**What you will do**
Look through the data below and extract, unchanged, the lines from the one that contains "repository b9a82512289619a7" to the one that contains "let found = search_articles(&*client, &term).await;", both included.

:::

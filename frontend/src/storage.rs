use times_roman_shared::preferences::{KeyValueStorage, PreferenceStore};
use web_sys::{window, Storage};

/// `window.localStorage`. Every call re-resolves the handle; storage that is
/// unavailable (private mode, disabled cookies) reads as empty and drops
/// writes.
#[derive(Debug, Clone, Copy, Default, PartialEq, Eq)]
pub struct BrowserStorage;

impl BrowserStorage {
    fn handle() -> Option<Storage> {
        window().and_then(|win| win.local_storage().ok().flatten())
    }

    pub fn remove_item(&self, key: &str) {
        if let Some(storage) = Self::handle() {
            let _ = storage.remove_item(key);
        }
    }
}

impl KeyValueStorage for BrowserStorage {
    fn get_item(&self, key: &str) -> Option<String> {
        Self::handle().and_then(|storage| storage.get_item(key).ok().flatten())
    }

    fn set_item(&self, key: &str, value: &str) {
        let Some(storage) = Self::handle() else {
            tracing::warn!(key, "localStorage unavailable, dropping write");
            return;
        };
        if let Err(err) = storage.set_item(key, value) {
            tracing::warn!(key, error = ?err, "localStorage write rejected");
        }
    }
}

pub type BrowserPreferences = PreferenceStore<BrowserStorage>;

pub fn preferences() -> BrowserPreferences {
    PreferenceStore::new(BrowserStorage)
}
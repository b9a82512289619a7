use times_roman_shared::{
    articles::{search_articles, SearchOutcome},
    meta::PageMeta,
};
use yew::prelude::*;
use yew_router::prelude::use_location;

use crate::{
    api::ClientHandle,
    components::{
        article_card::ArticleCard,
        loading_spinner::{LoadingSpinner, SpinnerSize},
    },
    hooks::MountGuard,
    i18n::{current::search_page as t, fill_one},
    router::SearchQuery,
    seo::use_page_meta,
};

#[function_component(SearchPage)]
pub fn search_page() -> Html {
    let client = use_context::<ClientHandle>();
    let location = use_location();
    let query = location
        .and_then(|loc| loc.query::<SearchQuery>().ok())
        .and_then(|query| query.q)
        .unwrap_or_default();
    let term = query.trim().to_string();
    // `None` while a search is running.
    let outcome = use_state(|| Some(SearchOutcome::Idle));

    use_page_meta(PageMeta::search(&term));

    {
        let outcome = outcome.clone();
        use_effect_with((term.clone(), client), move |(term, client)| {
            let guard = MountGuard::new();
            match client.clone() {
                Some(client) if !term.is_empty() => {
                    outcome.set(None);
                    let term = term.clone();
                    let task_guard = guard.clone();
                    wasm_bindgen_futures::spawn_local(async move {
                        let found = search_articles(&*client, &term).await;
                        if task_guard.is_live() {
                            outcome.set(Some(found));
                        }
                    });
                },
                _ => outcome.set(Some(SearchOutcome::Idle)),
            }
            move || guard.cancel()
        });
    }

    let heading = if term.is_empty() {
        t::TITLE.to_string()
    } else {
        fill_one(t::RESULTS_TEMPLATE, &term)
    };

    let body = match &*outcome {
        None => html! { <LoadingSpinner size={SpinnerSize::Medium} /> },
        Some(SearchOutcome::Idle) => html! {
            <p class="text-gray-600">{ t::PROMPT }</p>
        },
        Some(SearchOutcome::NoResults) => html! {
            <div class={classes!("rounded-lg", "bg-gray-50", "p-6", "text-center")}>
                <p class="text-gray-600">{ fill_one(t::NO_RESULTS_TEMPLATE, &term) }</p>
                <p class={classes!("mt-2", "text-sm", "text-gray-500")}>{ t::NO_RESULTS_HINT }</p>
            </div>
        },
        Some(results) => html! {
            <div class={classes!("grid", "grid-cols-1", "gap-6", "md:grid-cols-2", "lg:grid-cols-3")}>
                { for results.articles().iter().map(|article| html! {
                    <ArticleCard key={article.id.clone()} article={article.clone()} />
                }) }
            </div>
        },
    };

    html! {
        <div class={classes!("container", "mx-auto", "px-4", "py-8")}>
            <h1 class={classes!("mb-6", "text-2xl", "font-bold")}>{ heading }</h1>
            { body }
        </div>
    }
}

:::

**Result**
repository b9a82512289619a7
use times_roman_shared::{
    articles::{search_articles, SearchOutcome},
    meta::PageMeta,
};
use yew::prelude::*;
use yew_router::prelude::use_location;

use crate::{
    api::ClientHandle,
    components::{
        article_card::ArticleCard,
        loading_spinner::{LoadingSpinner, SpinnerSize},
    },
    hooks::MountGuard,
    i18n::{current::search_page as t, fill_one},
    router::SearchQuery,
    seo::use_page_meta,
};

#[function_component(SearchPage)]
pub fn search_page() -> Html {
    let client = use_context::<ClientHandle>();
    let location = use_location();
    let query = location
        .and_then(|loc| loc.query::<SearchQuery>().ok())
        .and_then(|query| query.q)
        .unwrap_or_default();
    let term = query.trim().to_string();
    // `None` while a search is running.
    let outcome = use_state(|| Some(SearchOutcome::Idle));

    use_page_meta(PageMeta::search(&term));

    {
        let outcome = outcome.clone();
        use_effect_with((term.clone(), client), move |(term, client)| {
            let guard = MountGuard::new();
            match client.clone() {
                Some(client) if !term.is_empty() => {
                    outcome.set(None);
                    let term = term.clone();
                    let task_guard = guard.clone();
                    wasm_bindgen_futures::spawn_local(async move {
                        let found = search_articles(&*client, &term).await;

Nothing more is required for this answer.